**SOURCE INFORMATION:**
-*-*-

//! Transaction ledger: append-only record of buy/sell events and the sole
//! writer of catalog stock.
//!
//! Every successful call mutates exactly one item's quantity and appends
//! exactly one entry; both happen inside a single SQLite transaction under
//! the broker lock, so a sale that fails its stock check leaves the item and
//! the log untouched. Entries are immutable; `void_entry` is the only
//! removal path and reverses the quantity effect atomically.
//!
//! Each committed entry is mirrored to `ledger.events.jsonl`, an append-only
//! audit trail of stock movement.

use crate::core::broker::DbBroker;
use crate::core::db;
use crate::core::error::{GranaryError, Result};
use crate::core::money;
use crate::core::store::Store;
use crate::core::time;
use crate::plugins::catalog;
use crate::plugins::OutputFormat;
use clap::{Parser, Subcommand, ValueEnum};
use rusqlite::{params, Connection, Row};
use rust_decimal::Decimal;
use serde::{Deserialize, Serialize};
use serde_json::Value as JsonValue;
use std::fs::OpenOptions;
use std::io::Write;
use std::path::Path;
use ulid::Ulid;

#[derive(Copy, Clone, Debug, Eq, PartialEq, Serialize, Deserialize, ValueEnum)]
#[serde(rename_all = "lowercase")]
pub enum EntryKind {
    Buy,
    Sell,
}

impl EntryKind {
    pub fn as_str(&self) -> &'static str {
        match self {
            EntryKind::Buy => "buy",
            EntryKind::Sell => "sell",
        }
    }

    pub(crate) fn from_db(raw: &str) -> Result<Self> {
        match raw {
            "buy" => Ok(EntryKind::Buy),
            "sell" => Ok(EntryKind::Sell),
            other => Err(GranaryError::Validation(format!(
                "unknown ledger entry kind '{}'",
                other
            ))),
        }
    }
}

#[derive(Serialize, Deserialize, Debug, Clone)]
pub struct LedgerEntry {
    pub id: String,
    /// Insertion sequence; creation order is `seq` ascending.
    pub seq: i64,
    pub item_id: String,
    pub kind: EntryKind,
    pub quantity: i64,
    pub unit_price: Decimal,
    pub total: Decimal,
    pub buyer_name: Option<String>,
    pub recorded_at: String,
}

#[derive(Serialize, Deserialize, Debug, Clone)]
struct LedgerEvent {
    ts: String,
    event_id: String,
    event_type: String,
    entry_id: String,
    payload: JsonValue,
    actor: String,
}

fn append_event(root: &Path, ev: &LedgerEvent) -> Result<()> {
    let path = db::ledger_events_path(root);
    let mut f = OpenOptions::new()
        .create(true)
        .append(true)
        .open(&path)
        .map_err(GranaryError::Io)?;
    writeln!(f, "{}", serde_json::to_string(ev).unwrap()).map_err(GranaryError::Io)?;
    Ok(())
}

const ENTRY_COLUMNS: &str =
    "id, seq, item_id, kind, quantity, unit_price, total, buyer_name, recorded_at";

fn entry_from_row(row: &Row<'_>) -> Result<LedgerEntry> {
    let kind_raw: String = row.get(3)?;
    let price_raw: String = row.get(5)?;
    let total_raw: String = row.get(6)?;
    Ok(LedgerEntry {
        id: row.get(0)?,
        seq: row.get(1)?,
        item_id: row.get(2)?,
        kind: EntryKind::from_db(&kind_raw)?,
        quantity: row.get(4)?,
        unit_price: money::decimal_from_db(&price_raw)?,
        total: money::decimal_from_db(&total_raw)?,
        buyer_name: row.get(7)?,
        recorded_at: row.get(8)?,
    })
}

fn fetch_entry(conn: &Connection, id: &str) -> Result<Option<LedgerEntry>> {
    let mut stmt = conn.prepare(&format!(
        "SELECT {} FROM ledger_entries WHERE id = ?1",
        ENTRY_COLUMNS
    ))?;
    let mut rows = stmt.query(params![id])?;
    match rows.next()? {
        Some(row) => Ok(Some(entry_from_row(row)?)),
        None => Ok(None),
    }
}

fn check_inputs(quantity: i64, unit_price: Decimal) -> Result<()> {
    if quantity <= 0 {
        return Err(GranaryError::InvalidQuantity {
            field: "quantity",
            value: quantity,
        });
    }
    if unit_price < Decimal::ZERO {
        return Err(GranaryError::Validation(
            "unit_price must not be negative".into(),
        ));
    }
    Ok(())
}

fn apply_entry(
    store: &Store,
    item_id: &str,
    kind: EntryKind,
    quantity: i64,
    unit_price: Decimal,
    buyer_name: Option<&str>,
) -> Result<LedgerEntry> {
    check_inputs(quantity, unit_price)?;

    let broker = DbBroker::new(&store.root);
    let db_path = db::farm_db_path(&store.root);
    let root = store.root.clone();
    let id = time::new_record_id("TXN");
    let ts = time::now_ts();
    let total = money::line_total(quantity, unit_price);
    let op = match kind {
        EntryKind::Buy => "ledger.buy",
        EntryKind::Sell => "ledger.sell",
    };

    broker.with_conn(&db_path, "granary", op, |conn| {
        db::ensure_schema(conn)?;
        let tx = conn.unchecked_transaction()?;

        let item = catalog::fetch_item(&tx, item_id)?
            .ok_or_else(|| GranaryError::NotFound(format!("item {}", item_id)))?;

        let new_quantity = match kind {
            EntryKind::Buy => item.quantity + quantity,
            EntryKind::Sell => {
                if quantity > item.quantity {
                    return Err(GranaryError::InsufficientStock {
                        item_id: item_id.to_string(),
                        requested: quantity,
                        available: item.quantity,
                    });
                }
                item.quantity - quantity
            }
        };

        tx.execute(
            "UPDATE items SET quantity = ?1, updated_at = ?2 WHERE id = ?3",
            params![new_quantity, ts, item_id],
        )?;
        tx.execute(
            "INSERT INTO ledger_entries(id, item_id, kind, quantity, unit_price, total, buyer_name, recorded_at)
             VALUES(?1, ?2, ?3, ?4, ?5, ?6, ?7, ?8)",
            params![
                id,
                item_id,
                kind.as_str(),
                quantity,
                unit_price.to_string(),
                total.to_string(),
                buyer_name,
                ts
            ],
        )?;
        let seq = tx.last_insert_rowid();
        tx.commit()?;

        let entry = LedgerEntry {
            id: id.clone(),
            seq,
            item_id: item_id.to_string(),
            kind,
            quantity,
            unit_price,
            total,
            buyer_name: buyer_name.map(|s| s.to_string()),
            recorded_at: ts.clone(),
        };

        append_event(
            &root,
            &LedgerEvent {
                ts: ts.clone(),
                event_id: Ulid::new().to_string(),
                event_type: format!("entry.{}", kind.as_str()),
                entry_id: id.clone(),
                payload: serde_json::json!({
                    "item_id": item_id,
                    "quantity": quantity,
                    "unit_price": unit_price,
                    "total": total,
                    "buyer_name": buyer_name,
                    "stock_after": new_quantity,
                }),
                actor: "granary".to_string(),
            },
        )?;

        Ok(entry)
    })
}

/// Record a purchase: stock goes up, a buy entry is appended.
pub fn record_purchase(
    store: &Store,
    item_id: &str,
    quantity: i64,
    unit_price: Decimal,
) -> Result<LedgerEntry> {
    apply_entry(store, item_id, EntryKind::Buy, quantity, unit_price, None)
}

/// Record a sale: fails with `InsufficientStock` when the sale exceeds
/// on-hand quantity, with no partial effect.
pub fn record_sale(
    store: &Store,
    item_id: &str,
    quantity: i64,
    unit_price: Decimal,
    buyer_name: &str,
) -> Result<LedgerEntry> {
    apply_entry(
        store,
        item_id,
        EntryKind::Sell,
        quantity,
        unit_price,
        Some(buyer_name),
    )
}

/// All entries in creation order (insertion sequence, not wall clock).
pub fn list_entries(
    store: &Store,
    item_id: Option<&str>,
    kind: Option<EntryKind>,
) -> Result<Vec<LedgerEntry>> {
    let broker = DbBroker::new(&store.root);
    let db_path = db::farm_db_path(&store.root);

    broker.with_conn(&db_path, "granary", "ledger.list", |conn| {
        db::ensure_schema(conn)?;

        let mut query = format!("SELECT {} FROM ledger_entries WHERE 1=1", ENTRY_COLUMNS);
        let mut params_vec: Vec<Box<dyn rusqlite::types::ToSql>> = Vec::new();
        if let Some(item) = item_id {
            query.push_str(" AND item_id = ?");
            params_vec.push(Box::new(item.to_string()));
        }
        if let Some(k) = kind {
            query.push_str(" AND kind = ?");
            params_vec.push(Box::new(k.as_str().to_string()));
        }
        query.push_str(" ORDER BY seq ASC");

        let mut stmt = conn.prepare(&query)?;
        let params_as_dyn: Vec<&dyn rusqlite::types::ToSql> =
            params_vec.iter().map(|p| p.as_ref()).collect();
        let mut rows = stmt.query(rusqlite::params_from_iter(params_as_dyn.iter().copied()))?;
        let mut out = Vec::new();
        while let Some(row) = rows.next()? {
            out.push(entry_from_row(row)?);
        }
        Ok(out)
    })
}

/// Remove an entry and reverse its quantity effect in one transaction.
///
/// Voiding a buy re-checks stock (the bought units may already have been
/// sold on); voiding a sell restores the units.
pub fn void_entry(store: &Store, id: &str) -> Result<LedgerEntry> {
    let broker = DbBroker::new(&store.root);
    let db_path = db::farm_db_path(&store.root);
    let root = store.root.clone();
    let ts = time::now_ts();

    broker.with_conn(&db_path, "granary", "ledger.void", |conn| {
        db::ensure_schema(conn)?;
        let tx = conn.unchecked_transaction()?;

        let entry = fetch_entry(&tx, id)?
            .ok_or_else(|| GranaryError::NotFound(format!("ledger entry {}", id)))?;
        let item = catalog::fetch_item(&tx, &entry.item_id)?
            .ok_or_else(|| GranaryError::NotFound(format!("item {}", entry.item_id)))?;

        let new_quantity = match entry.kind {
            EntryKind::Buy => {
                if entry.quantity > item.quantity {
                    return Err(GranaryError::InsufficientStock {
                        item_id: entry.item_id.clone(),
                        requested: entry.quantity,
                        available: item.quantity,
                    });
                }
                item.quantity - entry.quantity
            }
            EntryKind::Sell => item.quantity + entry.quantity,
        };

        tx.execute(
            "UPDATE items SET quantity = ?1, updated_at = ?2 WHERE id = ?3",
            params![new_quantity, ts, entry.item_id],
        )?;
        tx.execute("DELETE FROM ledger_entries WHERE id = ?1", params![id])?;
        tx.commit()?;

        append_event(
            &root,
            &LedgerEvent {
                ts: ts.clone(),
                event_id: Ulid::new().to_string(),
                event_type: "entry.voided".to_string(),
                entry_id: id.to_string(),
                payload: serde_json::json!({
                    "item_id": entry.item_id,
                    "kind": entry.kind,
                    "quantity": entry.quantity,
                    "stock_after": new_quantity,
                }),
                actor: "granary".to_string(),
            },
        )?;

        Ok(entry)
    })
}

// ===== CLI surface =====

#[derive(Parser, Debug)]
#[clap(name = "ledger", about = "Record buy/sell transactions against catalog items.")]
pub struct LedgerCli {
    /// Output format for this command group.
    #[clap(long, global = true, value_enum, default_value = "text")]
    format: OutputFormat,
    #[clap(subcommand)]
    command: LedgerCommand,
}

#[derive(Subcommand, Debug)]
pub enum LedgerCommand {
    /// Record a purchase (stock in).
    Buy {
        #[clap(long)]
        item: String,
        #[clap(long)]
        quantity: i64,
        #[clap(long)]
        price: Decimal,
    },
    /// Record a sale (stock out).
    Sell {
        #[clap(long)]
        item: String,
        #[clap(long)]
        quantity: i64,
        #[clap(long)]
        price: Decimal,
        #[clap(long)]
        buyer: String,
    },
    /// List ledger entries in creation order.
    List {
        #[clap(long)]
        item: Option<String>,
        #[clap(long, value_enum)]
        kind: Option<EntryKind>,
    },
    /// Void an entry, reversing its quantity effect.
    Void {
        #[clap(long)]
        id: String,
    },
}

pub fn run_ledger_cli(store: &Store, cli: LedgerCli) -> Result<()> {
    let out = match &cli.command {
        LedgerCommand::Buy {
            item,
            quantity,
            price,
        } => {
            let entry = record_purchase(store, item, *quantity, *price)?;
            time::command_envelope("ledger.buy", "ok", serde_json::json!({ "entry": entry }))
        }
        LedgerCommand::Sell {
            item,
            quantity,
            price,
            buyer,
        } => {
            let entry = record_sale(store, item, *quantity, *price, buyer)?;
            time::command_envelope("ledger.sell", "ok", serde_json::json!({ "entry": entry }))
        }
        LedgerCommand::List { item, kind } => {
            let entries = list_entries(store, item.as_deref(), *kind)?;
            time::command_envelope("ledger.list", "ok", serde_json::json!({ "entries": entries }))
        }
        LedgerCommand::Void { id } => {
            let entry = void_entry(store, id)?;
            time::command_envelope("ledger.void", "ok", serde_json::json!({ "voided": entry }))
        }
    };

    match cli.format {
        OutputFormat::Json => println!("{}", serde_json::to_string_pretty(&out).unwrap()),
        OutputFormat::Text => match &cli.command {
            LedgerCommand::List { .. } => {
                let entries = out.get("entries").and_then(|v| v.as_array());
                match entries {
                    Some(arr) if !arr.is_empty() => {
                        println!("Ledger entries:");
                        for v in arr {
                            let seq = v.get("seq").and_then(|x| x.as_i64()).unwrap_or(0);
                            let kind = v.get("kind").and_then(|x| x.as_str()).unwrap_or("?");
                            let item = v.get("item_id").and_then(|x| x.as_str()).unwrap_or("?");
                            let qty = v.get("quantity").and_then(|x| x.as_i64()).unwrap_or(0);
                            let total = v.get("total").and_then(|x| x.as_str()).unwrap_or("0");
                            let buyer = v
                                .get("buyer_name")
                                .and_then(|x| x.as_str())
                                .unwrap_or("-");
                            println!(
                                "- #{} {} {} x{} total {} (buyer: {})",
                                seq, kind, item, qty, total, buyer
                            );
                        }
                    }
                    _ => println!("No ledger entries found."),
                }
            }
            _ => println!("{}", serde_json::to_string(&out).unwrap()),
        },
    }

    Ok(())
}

-*-*-

**WHAT IS NEEDED:** Look through the entries. Copy out each line with "plugins" in it.

**ANSWER SECTION:**
use crate::plugins::catalog;
use crate::plugins::OutputFormat;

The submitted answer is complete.